◆ Your instructions ◆
From the records, return each line that has the word "marker" in it.

◆ Source information ◆
________________________

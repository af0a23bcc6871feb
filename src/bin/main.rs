//! Object Explorer CLI - Browse a database server's object tree
//!
//! Usage:
//!   object-explorer expand [connection] [path] [--refresh] [--filter <text>]
//!   object-explorer tree [connection] [--depth <n>]
//!   object-explorer find [connection] --kind <kind> [--schema] [--name] [--database] [--parent]
//!
//! Connections are named in the config file; without one, the
//! EXPLORER_DB_* environment variables are used.
//!
//! Examples:
//!   object-explorer expand production Databases/sales/Tables
//!   object-explorer tree dev --depth 3
//!   object-explorer find production --kind table --database sales --schema dbo --name orders

use std::path::PathBuf;
use std::process::ExitCode;
use std::sync::Arc;

use clap::{Parser, Subcommand, ValueEnum};
use object_explorer::backend::{FindNodesRequest, TemplatePathGenerator};
use object_explorer::config::{ConnectionParams, Settings};
use object_explorer::session::{ExpandResponse, NodeInfo, SessionRegistry};
use object_explorer::tree::path;
use object_explorer::worker::{default_strategies, WorkerClient, WorkerConnector};
use tracing_subscriber::EnvFilter;

#[derive(Parser)]
#[command(name = "object-explorer")]
#[command(about = "Object Explorer - Browse a database server's object tree")]
#[command(version)]
struct Cli {
    /// Config file (defaults to explorer.toml or the user config directory)
    #[arg(short, long, global = true)]
    config: Option<PathBuf>,

    /// Output format
    #[arg(short, long, global = true, default_value = "text")]
    output: OutputFormat,

    #[command(subcommand)]
    command: Commands,
}

#[derive(Subcommand)]
enum Commands {
    /// List the children of a node
    Expand {
        /// Named connection from the config file
        connection: Option<String>,

        /// Node path relative to the server, e.g. Databases/sales/Tables
        #[arg(default_value = "")]
        path: String,

        /// Repopulate instead of reusing cached children
        #[arg(short, long)]
        refresh: bool,

        /// Only list children whose name contains this text
        #[arg(short, long)]
        filter: Option<String>,
    },

    /// Print the tree down to a depth
    Tree {
        /// Named connection from the config file
        connection: Option<String>,

        /// Levels below the server to expand
        #[arg(short, long, default_value_t = 2)]
        depth: usize,
    },

    /// Find objects by kind and name
    Find {
        /// Named connection from the config file
        connection: Option<String>,

        /// Object kind (server, database, table, view, function, column)
        #[arg(short, long)]
        kind: String,

        #[arg(long)]
        schema: Option<String>,

        #[arg(long)]
        name: Option<String>,

        #[arg(long)]
        database: Option<String>,

        /// Containing object names, outermost first
        #[arg(long = "parent")]
        parents: Vec<String>,
    },
}

#[derive(Clone, Copy, ValueEnum)]
enum OutputFormat {
    /// Human-readable listing
    Text,
    /// One JSON document
    Json,
}

#[tokio::main]
async fn main() -> ExitCode {
    tracing_subscriber::fmt()
        .with_env_filter(EnvFilter::try_from_default_env().unwrap_or_else(|_| EnvFilter::new("info")))
        .with_writer(std::io::stderr)
        .init();

    let cli = Cli::parse();

    let settings = match &cli.config {
        Some(path) => Settings::from_file(path),
        None => Settings::load(),
    };
    let settings = match settings {
        Ok(s) => s,
        Err(e) => {
            eprintln!("Config error: {}", e);
            return ExitCode::FAILURE;
        }
    };

    let connection = match &cli.command {
        Commands::Expand { connection, .. }
        | Commands::Tree { connection, .. }
        | Commands::Find { connection, .. } => connection.as_deref(),
    };
    let params = match resolve_connection(&settings, connection) {
        Ok(p) => p,
        Err(e) => {
            eprintln!("Connection error: {}", e);
            return ExitCode::FAILURE;
        }
    };

    let registry = match open_registry(&settings).await {
        Ok(r) => r,
        Err(e) => {
            eprintln!("Worker error: {}", e);
            return ExitCode::FAILURE;
        }
    };

    let created = match registry.create_session(params).await {
        Ok(created) => created,
        Err(e) => {
            eprintln!("Failed to open session: {}", e);
            return ExitCode::FAILURE;
        }
    };
    let session_id = created.session_id.clone();
    let root_path = created.root_node.node_path.clone();

    let code = match cli.command {
        Commands::Expand {
            path: relative,
            refresh,
            filter,
            ..
        } => {
            cmd_expand(
                &registry,
                &session_id,
                &root_path,
                &relative,
                refresh,
                filter.as_deref(),
                cli.output,
            )
            .await
        }
        Commands::Tree { depth, .. } => {
            cmd_tree(&registry, &session_id, created.root_node, depth, cli.output).await
        }
        Commands::Find {
            kind,
            schema,
            name,
            database,
            parents,
            ..
        } => {
            let request = FindNodesRequest {
                session_id: session_id.clone(),
                kind,
                schema,
                name,
                database,
                parent_names: parents,
            };
            cmd_find(&registry, &request, cli.output).await
        }
    };

    registry.shutdown().await;
    code
}

fn resolve_connection(settings: &Settings, name: Option<&str>) -> Result<ConnectionParams, String> {
    match name {
        Some(name) => settings
            .get_connection(name)
            .and_then(|conn| conn.to_params())
            .map_err(|e| e.to_string()),
        None => ConnectionParams::from_env().map_err(|e| e.to_string()),
    }
}

async fn open_registry(settings: &Settings) -> Result<SessionRegistry<WorkerConnector>, String> {
    let client = WorkerClient::spawn_with_settings(settings)
        .await
        .map_err(|e| e.to_string())?;

    Ok(SessionRegistry::builder(WorkerConnector::new(Arc::new(client)))
        .strategies(default_strategies())
        .candidates(TemplatePathGenerator::from_settings(&settings.find))
        .settings(&settings.explorer)
        .build())
}

/// Expand each ancestor on the way down, then the target itself.
async fn cmd_expand(
    registry: &SessionRegistry<WorkerConnector>,
    session_id: &str,
    root_path: &str,
    relative: &str,
    refresh: bool,
    filter: Option<&str>,
    output: OutputFormat,
) -> ExitCode {
    let mut current = root_path.to_string();
    for segment in relative.split(path::PATH_SEPARATOR).filter(|s| !s.is_empty()) {
        let response = registry.expand(session_id, &current, false).await;
        if !response.nodes.iter().any(|n| n.node_path == path::join(&current, segment)) {
            eprintln!("Not found: {}", path::join(&current, segment));
            return ExitCode::FAILURE;
        }
        current = path::join(&current, segment);
    }

    let response = registry
        .expand_with_filter(session_id, &current, refresh, filter)
        .await;

    match output {
        OutputFormat::Json => print_json(&response),
        OutputFormat::Text => print_response(&response),
    }

    if response.error_message.is_some() {
        ExitCode::FAILURE
    } else {
        ExitCode::SUCCESS
    }
}

async fn cmd_tree(
    registry: &SessionRegistry<WorkerConnector>,
    session_id: &str,
    root: NodeInfo,
    depth: usize,
    output: OutputFormat,
) -> ExitCode {
    let mut lines = Vec::new();
    let mut visited = Vec::new();
    let mut stack = vec![(root, 0usize)];

    while let Some((node, level)) = stack.pop() {
        lines.push(format!("{}{}", "  ".repeat(level), node.label));
        if let Some(error) = &node.error_message {
            lines.push(format!("{}! {}", "  ".repeat(level + 1), error));
        }
        if node.is_leaf || level >= depth {
            visited.push(node);
            continue;
        }

        let response = registry.expand(session_id, &node.node_path, false).await;
        if let Some(error) = &response.error_message {
            lines.push(format!("{}! {}", "  ".repeat(level + 1), error));
        }
        for child in response.nodes.into_iter().rev() {
            stack.push((child, level + 1));
        }
        visited.push(node);
    }

    match output {
        OutputFormat::Json => print_json(&visited),
        OutputFormat::Text => {
            for line in lines {
                println!("{}", line);
            }
        }
    }
    ExitCode::SUCCESS
}

async fn cmd_find(
    registry: &SessionRegistry<WorkerConnector>,
    request: &FindNodesRequest,
    output: OutputFormat,
) -> ExitCode {
    let nodes = registry.find_nodes(request).await;

    match output {
        OutputFormat::Json => print_json(&nodes),
        OutputFormat::Text => {
            if nodes.is_empty() {
                println!("No matches.");
            }
            for node in &nodes {
                println!("{}  ({})", node.node_path, node.node_type);
            }
        }
    }
    ExitCode::SUCCESS
}

fn print_response(response: &ExpandResponse) {
    println!("{}", response.node_path);
    for node in &response.nodes {
        let marker = if node.is_leaf { " " } else { "+" };
        println!("  {} {}  [{}]", marker, node.label, node.node_type);
    }
    if response.nodes.is_empty() {
        println!("  (no children)");
    }
    if let Some(error) = &response.error_message {
        eprintln!("Error: {}", error);
    }
}

fn print_json<T: serde::Serialize>(value: &T) {
    match serde_json::to_string_pretty(value) {
        Ok(json) => println!("{}", json),
        Err(e) => eprintln!("Failed to serialize output: {}", e),
    }
}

________________________

◆ Exercise solution ◆
        let marker = if node.is_leaf { " " } else { "+" };
        println!("  {} {}  [{}]", marker, node.label, node.node_type);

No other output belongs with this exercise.